Saturday, June 18, 2016

Birds: Redwinged Blackbird

They have that impatient sounding call. Unmistakable. Not a pretty voice. But it's kind of a pretty bird, the red-winged blackbird. The boys, anyway.

Traveling across Illinois, counting the red-winged blackbirds on alternate fenceposts. Hearing their calls. Seeing the flash of red and bits of yellow as they fly.

But today's story is about a feeder.

My friend Maggie is new to this birding thing. She got a feeder and put it up on her deck and waited for birds. None came, and then she learned she had a rat snake living under her deck eating baby birds. Her boys took care of that problem and then the birds decided her feeder looked less like a lure and more like a meal.

She lives close to a small river, backs up on woods, so she has far more diversity at her feeder than I do. Remember city: sparrow, robin, cardinal. I do get a few others: nuthatches and titmice (titmouses?), a couple varieties of finches, the winter juncos, and so forth.

She got a red-winged blackbird.

Who got very angry the day he showed up and she hadn't filled the feeder yet.

He walked back and forth on the deck in front of the door, calling at her. He attacked the window screens. She sent me a video of this menacing stalker who obviously knew who she was, where the food came from, and was expressing his anger and disappointment in the most violent and obvious ways he could.

She had one of her sons fill the feeder, but that red-winged blackbird was still mad at her.

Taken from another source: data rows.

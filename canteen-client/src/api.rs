//! Canteen service API
//!
//! The request/response boundary consumed by the ordering engine. The HTTP
//! implementation lives in [`crate::http`]; tests substitute in-memory fakes.

use crate::ClientResult;
use async_trait::async_trait;
use shared::models::{
    Canteen, ChatAnswer, ChatRequest, Dish, DishId, LoginRequest, LoginResponse, Order,
    OrderCreate, OrderCreated, OrderId, OptionGroup, PaymentConfirmation, Rating, RatingCreate,
    RecommendedDish, RegisterRequest, UserId, UserRecord, WeeklyRecommendations,
};

/// Canteen service operations
#[async_trait]
pub trait CanteenApi: Send + Sync {
    // ========== Catalog ==========

    /// `GET /canteens`
    async fn list_canteens(&self) -> ClientResult<Vec<Canteen>>;

    /// `GET /canteens/{id}/dishes`
    async fn list_canteen_dishes(&self, canteen_id: i64) -> ClientResult<Vec<Dish>>;

    /// `GET /dishes/{id}`
    async fn get_dish(&self, dish_id: DishId) -> ClientResult<Dish>;

    /// `GET /options/dish/{id}`
    async fn list_dish_options(&self, dish_id: DishId) -> ClientResult<Vec<OptionGroup>>;

    /// `GET /ratings/dish/{id}`
    async fn list_dish_ratings(&self, dish_id: DishId) -> ClientResult<Vec<Rating>>;

    // ========== Orders ==========

    /// `POST /orders/`
    async fn create_order(&self, order: &OrderCreate) -> ClientResult<OrderCreated>;

    /// `POST /orders/{id}/pay`
    async fn pay_order(&self, order_id: OrderId) -> ClientResult<PaymentConfirmation>;

    /// `GET /orders?user_id=`
    async fn list_orders(&self, user_id: UserId) -> ClientResult<Vec<Order>>;

    // ========== Ratings ==========

    /// `POST /ratings/`
    async fn create_rating(&self, rating: &RatingCreate) -> ClientResult<Rating>;

    // ========== Auth ==========

    /// `POST /auth/login`
    async fn login(&self, request: &LoginRequest) -> ClientResult<LoginResponse>;

    /// `POST /auth/register`
    async fn register(&self, request: &RegisterRequest) -> ClientResult<UserRecord>;

    // ========== Assistant / Recommendations ==========

    /// `POST /chat`
    async fn chat(&self, request: &ChatRequest) -> ClientResult<ChatAnswer>;

    /// `GET /stats/daily-recommendations?weekday=&limit=`
    async fn daily_recommendations(&self, weekday: u8, limit: u32)
    -> ClientResult<Vec<RecommendedDish>>;

    /// `GET /stats/weekly-recommendations?limit_per_day=`
    async fn weekly_recommendations(&self, limit_per_day: u32)
    -> ClientResult<WeeklyRecommendations>;
}
//! Built-in translations for the canteen catalog and the interface

use super::{option_value_key, Domain, LocalizationTable, Translation};

/// Dish names (canonical key, zh, en)
const DISHES: &[(&str, &str, &str)] = &[
    ("Fried Rice", "炒饭", "Fried Rice"),
    ("Egg Fried Rice", "蛋炒饭", "Egg Fried Rice"),
    ("Beef Noodles", "牛肉面", "Beef Noodles"),
    ("Spicy Chicken", "辣子鸡", "Spicy Chicken"),
    ("Sweet and Sour Pork", "糖醋里脊", "Sweet and Sour Pork"),
    ("Mapo Tofu", "麻婆豆腐", "Mapo Tofu"),
    ("Tomato Egg Stir-fry", "西红柿鸡蛋", "Tomato Egg Stir-fry"),
    ("Dumplings", "饺子", "Dumplings"),
    ("Beef Rice Bowl", "牛肉盖饭", "Beef Rice Bowl"),
    ("Pork Rice Bowl", "猪肉盖饭", "Pork Rice Bowl"),
    ("Chicken Rice Bowl", "鸡肉盖饭", "Chicken Rice Bowl"),
    ("Cold Noodles", "凉面", "Cold Noodles"),
    ("Hot Dry Noodles", "热干面", "Hot Dry Noodles"),
    ("Fried Noodles", "炒面", "Fried Noodles"),
    ("Fish Fillet Rice", "鱼片盖饭", "Fish Fillet Rice"),
    ("Spicy Hot Pot", "麻辣烫", "Spicy Hot Pot"),
    ("Curry Chicken Rice", "咖喱鸡饭", "Curry Chicken Rice"),
    ("Curry Beef Rice", "咖喱牛肉饭", "Curry Beef Rice"),
    ("Milk Tea", "奶茶", "Milk Tea"),
    ("Fruit Tea", "水果茶", "Fruit Tea"),
    ("Soy Milk", "豆浆", "Soy Milk"),
    ("Youtiao", "油条", "Youtiao"),
    ("Steamed Bun", "包子", "Steamed Bun"),
    ("Pancake Roll", "煎饼", "Pancake Roll"),
    ("BBQ Skewers", "烧烤串", "BBQ Skewers"),
    ("Grilled Fish", "烤鱼", "Grilled Fish"),
    ("Vegetable Salad", "蔬菜沙拉", "Vegetable Salad"),
    ("Fruit Platter", "水果拼盘", "Fruit Platter"),
    ("Cake Slice", "蛋糕", "Cake Slice"),
    ("Ice Cream", "冰淇淋", "Ice Cream"),
    ("Braised Pork Belly", "红烧肉", "Braised Pork Belly"),
    ("Kung Pao Chicken", "宫保鸡丁", "Kung Pao Chicken"),
    ("Szechuan Fish", "水煮鱼", "Szechuan Fish"),
    ("Steamed Egg Custard", "蒸蛋羹", "Steamed Egg Custard"),
    ("Wonton Soup", "馄饨汤", "Wonton Soup"),
    ("Pork Ribs Soup", "排骨汤", "Pork Ribs Soup"),
    ("Stir-fried Green Beans", "炒豆角", "Stir-fried Green Beans"),
    ("Eggplant with Garlic", "蒜蓉茄子", "Eggplant with Garlic"),
    ("Braised Tofu", "红烧豆腐", "Braised Tofu"),
    ("Fried Shrimp", "炸虾", "Fried Shrimp"),
    ("Steamed Buns (Pork)", "猪肉包子", "Steamed Buns (Pork)"),
    ("Steamed Buns (Vegetable)", "素菜包子", "Steamed Buns (Vegetable)"),
    ("Scallion Pancake", "葱油饼", "Scallion Pancake"),
    ("Congee with Pork", "猪肉粥", "Congee with Pork"),
    ("Congee with Century Egg", "皮蛋粥", "Congee with Century Egg"),
    ("BBQ Pork", "叉烧", "BBQ Pork"),
    ("Grilled Lamb Skewers", "羊肉串", "Grilled Lamb Skewers"),
    ("Grilled Squid", "烤鱿鱼", "Grilled Squid"),
    ("Mango Pudding", "芒果布丁", "Mango Pudding"),
    ("Red Bean Soup", "红豆汤", "Red Bean Soup"),
    ("Sesame Balls", "芝麻球", "Sesame Balls"),
    ("Taro Balls", "芋圆", "Taro Balls"),
    ("Fresh Orange Juice", "鲜榨橙汁", "Fresh Orange Juice"),
    ("Lemon Honey Tea", "柠檬蜂蜜茶", "Lemon Honey Tea"),
    ("Iced Coffee", "冰咖啡", "Iced Coffee"),
    ("Smoothie (Mixed Fruits)", "水果冰沙", "Smoothie (Mixed Fruits)"),
    ("Bubble Tea (Taro)", "芋头奶茶", "Bubble Tea (Taro)"),
    ("Green Tea", "绿茶", "Green Tea"),
    ("Jasmine Tea", "茉莉花茶", "Jasmine Tea"),
    ("Herbal Tea", "花草茶", "Herbal Tea"),
];

const CANTEENS: &[(&str, &str, &str)] = &[
    ("Main Canteen", "主食堂", "Main Canteen"),
    ("North Canteen", "北区食堂", "North Canteen"),
    ("South Canteen", "南区食堂", "South Canteen"),
];

/// Stall names
const CATEGORIES: &[(&str, &str, &str)] = &[
    ("Rice Stall 1", "米饭档口1", "Rice Stall 1"),
    ("Rice Stall 2", "米饭档口2", "Rice Stall 2"),
    ("Noodle Stall 1", "面条档口1", "Noodle Stall 1"),
    ("Noodle Stall 2", "面条档口2", "Noodle Stall 2"),
    ("Spicy Stall 1", "辣味档口1", "Spicy Stall 1"),
    ("Spicy Stall 2", "辣味档口2", "Spicy Stall 2"),
    ("Vegetarian Stall", "素食档口", "Vegetarian Stall"),
    ("Dessert Stall 1", "甜品档口1", "Dessert Stall 1"),
    ("Dessert Stall 2", "甜品档口2", "Dessert Stall 2"),
    ("Drink Stall", "饮品档口", "Drink Stall"),
    ("BBQ Stall 1", "烧烤档口1", "BBQ Stall 1"),
    ("BBQ Stall 2", "烧烤档口2", "BBQ Stall 2"),
    ("Soup Stall", "汤品档口", "Soup Stall"),
    ("Western Stall", "西式档口", "Western Stall"),
    ("Breakfast Stall 1", "早餐档口1", "Breakfast Stall 1"),
    ("Breakfast Stall 2", "早餐档口2", "Breakfast Stall 2"),
    ("Breakfast Stall 3", "早餐档口3", "Breakfast Stall 3"),
    ("Snack Stall 1", "小食档口1", "Snack Stall 1"),
    ("Snack Stall 2", "小食档口2", "Snack Stall 2"),
    ("Fruit Stall", "水果档口", "Fruit Stall"),
    ("Specialty Stall", "特色档口", "Specialty Stall"),
    ("Rice Stall 3", "米饭档口3", "Rice Stall 3"),
    ("Spicy Stall 3", "辣味档口3", "Spicy Stall 3"),
    ("BBQ Stall 3", "烧烤档口3", "BBQ Stall 3"),
    ("Dessert Stall 3", "甜品档口3", "Dessert Stall 3"),
];

/// Option group titles by `option_type`
const OPTION_NAMES: &[(&str, &str, &str)] = &[
    ("add_egg", "加蛋", "Add Egg"),
    ("add_sausage", "加火腿肠", "Add Sausage"),
    ("add_meat", "加肉", "Add Meat"),
    ("spicy_level", "辣度", "Spicy Level"),
    ("temperature", "温度", "Temperature"),
    ("sugar_level", "糖度", "Sugar Level"),
];

/// Option value labels (option_type, value, zh, en)
const OPTION_VALUES: &[(&str, &str, &str, &str)] = &[
    ("add_egg", "yes", "是", "Yes"),
    ("add_egg", "no", "否", "No"),
    ("add_sausage", "yes", "是", "Yes"),
    ("add_sausage", "no", "否", "No"),
    ("add_meat", "yes", "是", "Yes"),
    ("add_meat", "no", "否", "No"),
    ("spicy_level", "no", "不辣", "Not Spicy"),
    ("spicy_level", "mild", "微辣", "Mild"),
    ("spicy_level", "medium", "中辣", "Medium"),
    ("spicy_level", "hot", "重辣", "Hot"),
    ("temperature", "ice", "冰的", "Iced"),
    ("temperature", "less_ice", "少冰", "Less Ice"),
    ("temperature", "no_ice", "去冰", "No Ice"),
    ("temperature", "hot", "热的", "Hot"),
    ("sugar_level", "no_sugar", "不额外加糖", "No Extra Sugar"),
    ("sugar_level", "half", "五分糖", "50% Sugar"),
    ("sugar_level", "seven", "七分糖", "70% Sugar"),
    ("sugar_level", "full", "满糖", "Full Sugar"),
];

/// Interface strings (key, zh, en)
const UI: &[(&str, &str, &str)] = &[
    ("nav_menu", "浏览菜单", "Menu"),
    ("nav_rec", "每日推荐", "Recommendations"),
    ("nav_order", "我的订单", "Orders"),
    ("header_menu", "所有食堂", "All Canteens"),
    ("header_canteen", "食堂列表", "Canteens"),
    ("header_cart", "购物车", "Cart"),
    ("select_hint", "请在左侧选择菜品查看详情", "Select a dish to view details"),
    ("ratings_title", "用户评价", "Reviews"),
    ("btn_add", "加入订单", "Add to Order"),
    ("btn_checkout", "去结算", "Checkout"),
    ("total", "合计", "Total"),
    ("rec_title", "为您推荐", "Recommended"),
    ("no_orders", "暂无历史订单", "No past orders"),
    ("cart_empty", "购物车空空如也", "Cart is empty"),
    ("loading", "加载中...", "Loading..."),
    ("submit_success", "订单提交成功！", "Order Placed!"),
    ("submit_fail", "提交失败：", "Failed: "),
    ("chat_title", "点餐助手", "Assistant"),
    ("chat_placeholder", "想吃点什么...", "Ask me anything..."),
    ("lang_btn", "English", "中文"),
    ("user", "用户", "User"),
    ("no_canteens", "暂无食堂", "No canteens found"),
    ("no_stalls", "未找到档口", "No stalls found"),
    ("no_ratings", "暂无评分", "No ratings yet"),
    ("no_recommendations", "暂无推荐", "No recommendations"),
    ("error_loading", "加载错误", "Error loading"),
    ("category", "类别", "Category"),
    ("price", "价格", "Price"),
    ("score", "评分", "Score"),
    ("thinking", "思考中…", "Thinking..."),
    ("error", "错误", "Error"),
    ("submitting", "提交中...", "Submitting..."),
    ("general_stall", "综合档口", "General Stall"),
    ("api_error", "API错误", "API Error"),
    ("no_response", "无响应", "No response"),
    ("tab_today", "今日推荐", "Today"),
    ("tab_week", "本周推荐", "This Week"),
    ("today", "今天", "Today"),
    ("monday", "周一", "Monday"),
    ("tuesday", "周二", "Tuesday"),
    ("wednesday", "周三", "Wednesday"),
    ("thursday", "周四", "Thursday"),
    ("friday", "周五", "Friday"),
    ("saturday", "周六", "Saturday"),
    ("sunday", "周日", "Sunday"),
    ("week_recommendations", "本周推荐菜单", "Weekly Recommendations"),
    ("calories", "热量", "Calories"),
    ("ingredients", "配料", "Ingredients"),
    ("customize_options", "定制选项", "Customize Options"),
    ("login", "登录", "Login"),
    ("register", "注册", "Register"),
    ("logout", "退出登录", "Logout"),
    ("username", "用户名", "Username"),
    ("password", "密码", "Password"),
    ("email", "邮箱", "Email"),
    ("not_logged_in", "未登录", "Not logged in"),
    ("password_hint", "至少6个字符", "At least 6 characters"),
    ("add_rating", "添加评价", "Add Rating"),
    ("rating_score", "评分", "Rating"),
    ("rating_comment", "评论", "Comment"),
    ("submit_rating", "提交评价", "Submit Rating"),
    ("login_success", "登录成功", "Login successful"),
    ("register_success", "注册成功", "Registration successful"),
    ("login_failed", "登录失败", "Login failed"),
    ("register_failed", "注册失败", "Registration failed"),
    ("please_login", "请先登录", "Please login first"),
    ("rating_success", "评价提交成功", "Rating submitted successfully"),
    ("rating_failed", "评价提交失败", "Failed to submit rating"),
    ("pay_now", "立即支付", "Pay Now"),
    ("kcal", "大卡", "kcal"),
    ("no_ingredients", "暂无配料信息", "No ingredients info"),
    ("remove", "删除", "Remove"),
    ("items", "件", "items"),
    ("order_no", "订单号", "Order No."),
    ("status_pending", "待支付", "Pending"),
    ("status_paid", "已支付", "Paid"),
    ("status_cancelled", "已取消", "Cancelled"),
    ("status_unknown", "未知状态", "Unknown"),
    ("pay_success", "支付成功", "Payment successful"),
    ("quantity", "数量", "Quantity"),
    ("required", "必选", "Required"),
    ("no_orders_login", "请登录后查看订单", "Login to view your orders"),
    ("rating_count", "评价数", "Ratings"),
    ("canteen", "食堂", "Canteen"),
    ("you", "我", "You"),
    ("assistant", "助手", "Assistant"),
    ("logout_success", "已退出登录", "Logged out"),
];

pub(super) fn seed(table: &mut LocalizationTable) {
    let simple = [
        (Domain::Dish, DISHES),
        (Domain::Canteen, CANTEENS),
        (Domain::Category, CATEGORIES),
        (Domain::OptionName, OPTION_NAMES),
        (Domain::Ui, UI),
    ];
    for (domain, rows) in simple {
        for (key, zh, en) in rows {
            table.insert(domain, *key, Translation::new(*zh, *en));
        }
    }
    for (option_type, value, zh, en) in OPTION_VALUES {
        table.insert(
            Domain::OptionValue,
            option_value_key(option_type, value),
            Translation::new(*zh, *en),
        );
    }
}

I visited last week and I saw the evidence of his tantrum, the holes pecked in a window screen. And while we sat at her kitchen table, I heard his call. I turned and there he was. I had learned recently that red-winged blackbirds, when they are young, hide their red patches so they aren't seen as too aggressive to older, more dominant red-winged blackbirds.

This bird had no problem flashing his bright wing patches at me. Looked at us sitting inside and called right at us.

Ate from the feeder and flew off to a cottonwood tree some distance away.

I glanced over at her and she gave me a "see what I mean!" look.

"He's one scary bird," I agreed with her.

1 comment:

  1. That IS one scary bird. We have them all around us, but I think maybe one came to my feeder once. I love them desperately because they are the first sign of spring here.